Stressional Intelligence – Read&Do

September 27, 2020 Stressional Intelligence No Comments

This is the foreword to my book ‘Stressional Intelligence’ that you can find on Amazon (see menu).

Stress is not the amorphous blob that it is frequently purported to be. It is a multifaceted, multidimensional conglomerate, in every aspect related to meanings and deeper meanings. One cannot be stressed by something that is personally meaningless. Thus, stress is a phenomenon of meaning. Saying that one has a level X of stress – as if measured with a stress-o-meter – is meaningless.

But what does ‘meaningful’ mean in a sentence like “Something is really meaningful to me”? You may try, but be skeptical for any circularity in your explanation.

Meaning is one of those concepts that we think we understand, but when delving deeper, we have to acknowledge ignorance. Broadly speaking, it moves us to action. There is no emotion without meaning. There is no motivation without meaning. There is no motivation without emotion.

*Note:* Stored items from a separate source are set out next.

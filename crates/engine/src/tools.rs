// SPDX-License-Identifier: BUSL-1.1
// Copyright (c) 2026 Alfred Jean LLC

//! Tool execution engine: the human-in-the-loop state machine.
//!
//! Every status change is its own store commit, so a tool with external
//! side effects never runs under a dispatch transaction. Implementation
//! failures (including panics) are captured on the execution row and do
//! not propagate.

use crate::error::EngineError;
use crate::registry::ToolRegistry;
use std::panic::AssertUnwindSafe;
use std::sync::Arc;
use troupe_core::{
    AgentId, ApprovalDecision, Clock, HumanApproval, InstallationId, JsonMap, ToolExecution,
    ToolExecutionId, ToolExecutionStatus, ToolFailure, UserId,
};
use troupe_storage::Store;

/// Drives tool executions through pending → (approval) → executing →
/// completed/failed.
pub struct ToolEngine<C: Clock> {
    store: Arc<Store>,
    registry: ToolRegistry,
    clock: C,
}

impl<C: Clock> ToolEngine<C> {
    pub fn new(store: Arc<Store>, registry: ToolRegistry, clock: C) -> Self {
        Self { store, registry, clock }
    }

    pub fn registry(&self) -> &ToolRegistry {
        &self.registry
    }

    /// Submit a tool call on behalf of an agent.
    ///
    /// Unknown tools are an input error. Gated tools park in `pending`
    /// until a reviewer decides; ungated tools run synchronously, with
    /// the outcome recorded on the returned execution.
    pub fn execute_tool(
        &self,
        user_id: &UserId,
        agent_id: &AgentId,
        installation_id: InstallationId,
        tool_id: &str,
        payload: JsonMap,
    ) -> Result<ToolExecution, EngineError> {
        let definition = self
            .store
            .get_tool_definition(tool_id)
            .ok_or_else(|| EngineError::ToolNotFound(tool_id.to_string()))?;

        let now = self.clock.epoch_ms();
        let execution = ToolExecution {
            id: ToolExecutionId::new(),
            user_id: user_id.clone(),
            agent_id: agent_id.clone(),
            installation_id,
            tool_id: tool_id.to_string(),
            payload,
            status: ToolExecutionStatus::Pending,
            result: None,
            error: None,
            created_at_ms: now,
            updated_at_ms: now,
        };
        self.store.create_tool_execution(execution.clone())?;

        if definition.requires_human_approval.requires_approval() {
            tracing::info!(
                execution = %execution.id,
                %tool_id,
                user = %user_id,
                risk = %definition.risk_level,
                "tool execution awaiting approval"
            );
            return Ok(execution);
        }

        self.run(&execution.id)
    }

    /// Record a reviewer decision for a pending execution.
    ///
    /// Deliberately not idempotent: deciding a non-pending execution is
    /// an `InvalidState` error, never silently absorbed.
    pub fn approve_tool_execution(
        &self,
        execution_id: &ToolExecutionId,
        reviewer_id: &UserId,
        decision: ApprovalDecision,
        comment: Option<String>,
    ) -> Result<ToolExecution, EngineError> {
        let execution = self
            .store
            .get_tool_execution(execution_id)
            .ok_or_else(|| EngineError::InvalidState(format!("tool execution {execution_id} not found")))?;
        let definition = self
            .store
            .get_tool_definition(&execution.tool_id)
            .ok_or_else(|| EngineError::ToolNotFound(execution.tool_id.clone()))?;
        // Approvals only exist for tools that require them.
        if !definition.requires_human_approval.requires_approval() {
            return Err(EngineError::InvalidState(format!(
                "tool {} does not require approval",
                execution.tool_id
            )));
        }

        let now = self.clock.epoch_ms();
        let approval = HumanApproval {
            execution_id: *execution_id,
            reviewer_id: reviewer_id.clone(),
            decision,
            comment,
            created_at_ms: now,
        };
        let next = match decision {
            ApprovalDecision::Approved => ToolExecutionStatus::Approved,
            ApprovalDecision::Rejected => ToolExecutionStatus::Rejected,
        };
        let updated = self.store.apply_approval(approval, next, now)?;
        tracing::info!(
            execution = %execution_id,
            reviewer = %reviewer_id,
            %decision,
            "tool execution reviewed"
        );

        match decision {
            ApprovalDecision::Approved => self.run(execution_id),
            ApprovalDecision::Rejected => Ok(updated),
        }
    }

    /// Drive an execution through executing → completed/failed.
    fn run(&self, execution_id: &ToolExecutionId) -> Result<ToolExecution, EngineError> {
        let executing = self.store.transition_tool_execution(
            execution_id,
            ToolExecutionStatus::Executing,
            None,
            None,
            self.clock.epoch_ms(),
        )?;

        let outcome = match self.registry.get(&executing.tool_id) {
            Some(tool) => {
                let payload = executing.payload.clone();
                std::panic::catch_unwind(AssertUnwindSafe(|| tool.execute(&payload)))
                    .unwrap_or_else(|panic| {
                        Err(ToolFailure::new(format!("tool panicked: {}", panic_message(&panic))))
                    })
            }
            None => Err(ToolFailure::new("tool implementation not registered")),
        };

        let now = self.clock.epoch_ms();
        let finished = match outcome {
            Ok(result) => self.store.transition_tool_execution(
                execution_id,
                ToolExecutionStatus::Completed,
                Some(result),
                None,
                now,
            )?,
            Err(failure) => {
                tracing::warn!(
                    execution = %execution_id,
                    tool_id = %executing.tool_id,
                    error = %failure,
                    "tool execution failed"
                );
                self.store.transition_tool_execution(
                    execution_id,
                    ToolExecutionStatus::Failed,
                    None,
                    Some(failure.to_string()),
                    now,
                )?
            }
        };
        Ok(finished)
    }
}

pub(crate) fn panic_message(panic: &(dyn std::any::Any + Send)) -> String {
    if let Some(msg) = panic.downcast_ref::<&str>() {
        (*msg).to_string()
    } else if let Some(msg) = panic.downcast_ref::<String>() {
        msg.clone()
    } else {
        "unknown panic".to_string()
    }
}

#[cfg(test)]
#[path = "tools_tests.rs"]
mod tests;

Meaning, motivation, emotion, stress

These are deeply related to each other. Stress can be seen as an emotion or a living motivation. So, there is in every stress a wanting-to. One wants to accomplish something meaningful, something that ‘enhances life’ – of course, depending on what one means with ‘life.’ Different people lead different lives with different meanings attached. If the wanting-to does not match with a being-able-to, a tension appears and doesn’t readily go away by itself. The accompanying emotion is what we generally refer to as being stressful. If the emotion is negative, we can speak of distress. With a positive emotion, one can say the situation is rather ‘challenging.’ You feel the adrenaline running through your veins. Most people like a good challenge.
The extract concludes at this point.